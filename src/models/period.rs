//! Calendar month periods
//!
//! A `MonthKey` is the bucket used for aggregation and forecasting. It orders
//! by (year, month), so sorting never depends on the display label.

use chrono::{Datelike, NaiveDate};
use serde::{Deserialize, Deserializer, Serialize, Serializer};
use std::fmt;

/// Display format for period labels, e.g. "Jun 2024"
pub const LABEL_FORMAT: &str = "%b %Y";

/// A calendar month in a specific year
#[derive(Debug, Clone, Copy, PartialEq, Eq, PartialOrd, Ord, Hash)]
pub struct MonthKey {
    year: i32,
    month: u32,
}

impl MonthKey {
    /// Create a month key, validating the month number
    pub fn new(year: i32, month: u32) -> Result<Self, PeriodParseError> {
        if !(1..=12).contains(&month) {
            return Err(PeriodParseError::InvalidMonth(month));
        }
        if NaiveDate::from_ymd_opt(year, month, 1).is_none() {
            return Err(PeriodParseError::OutOfRange(year));
        }
        Ok(Self { year, month })
    }

    /// The month containing the given date
    pub fn from_date(date: NaiveDate) -> Self {
        Self {
            year: date.year(),
            month: date.month(),
        }
    }

    pub fn year(&self) -> i32 {
        self.year
    }

    pub fn month(&self) -> u32 {
        self.month
    }

    /// First calendar day of the month
    pub fn first_day(&self) -> NaiveDate {
        // year/month are validated on construction
        NaiveDate::from_ymd_opt(self.year, self.month, 1).unwrap_or(NaiveDate::MIN)
    }

    /// The following calendar month
    pub fn next(&self) -> Self {
        if self.month == 12 {
            Self {
                year: self.year + 1,
                month: 1,
            }
        } else {
            Self {
                year: self.year,
                month: self.month + 1,
            }
        }
    }

    /// Human-readable label ("Jun 2024")
    pub fn label(&self) -> String {
        self.first_day().format(LABEL_FORMAT).to_string()
    }

    /// Machine-readable key ("2024-06")
    pub fn iso(&self) -> String {
        format!("{:04}-{:02}", self.year, self.month)
    }

    /// Parse either "2024-06" or a label such as "Jun 2024"
    pub fn parse(s: &str) -> Result<Self, PeriodParseError> {
        let s = s.trim();

        if let Some((year, month)) = s.split_once('-') {
            if let (Ok(year), Ok(month)) = (year.parse::<i32>(), month.parse::<u32>()) {
                return Self::new(year, month);
            }
        }

        NaiveDate::parse_from_str(&format!("1 {}", s), "%d %b %Y")
            .map(Self::from_date)
            .map_err(|_| PeriodParseError::InvalidFormat(s.to_string()))
    }
}

impl fmt::Display for MonthKey {
    fn fmt(&self, f: &mut fmt::Formatter<'_>) -> fmt::Result {
        f.write_str(&self.label())
    }
}

impl Serialize for MonthKey {
    fn serialize<S: Serializer>(&self, serializer: S) -> Result<S::Ok, S::Error> {
        serializer.serialize_str(&self.label())
    }
}

impl<'de> Deserialize<'de> for MonthKey {
    fn deserialize<D: Deserializer<'de>>(deserializer: D) -> Result<Self, D::Error> {
        let s = String::deserialize(deserializer)?;
        MonthKey::parse(&s).map_err(serde::de::Error::custom)
    }
}

/// Error type for period parsing
#[derive(Debug, Clone, PartialEq, Eq)]
pub enum PeriodParseError {
    InvalidFormat(String),
    InvalidMonth(u32),
    OutOfRange(i32),
}

impl fmt::Display for PeriodParseError {
    fn fmt(&self, f: &mut fmt::Formatter<'_>) -> fmt::Result {
        match self {
            PeriodParseError::InvalidFormat(s) => write!(f, "Invalid period format: {}", s),
            PeriodParseError::InvalidMonth(m) => write!(f, "Invalid month: {}", m),
            PeriodParseError::OutOfRange(y) => write!(f, "Year out of range: {}", y),
        }
    }
}

impl std::error::Error for PeriodParseError {}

**TASK OBJECTIVE**
Copy each line of the listing that includes "InvalidMonth".

**ANSWER SPACE**
            return Err(PeriodParseError::InvalidMonth(month));
    InvalidMonth(u32),
            PeriodParseError::InvalidMonth(m) => write!(f, "Invalid month: {}", m),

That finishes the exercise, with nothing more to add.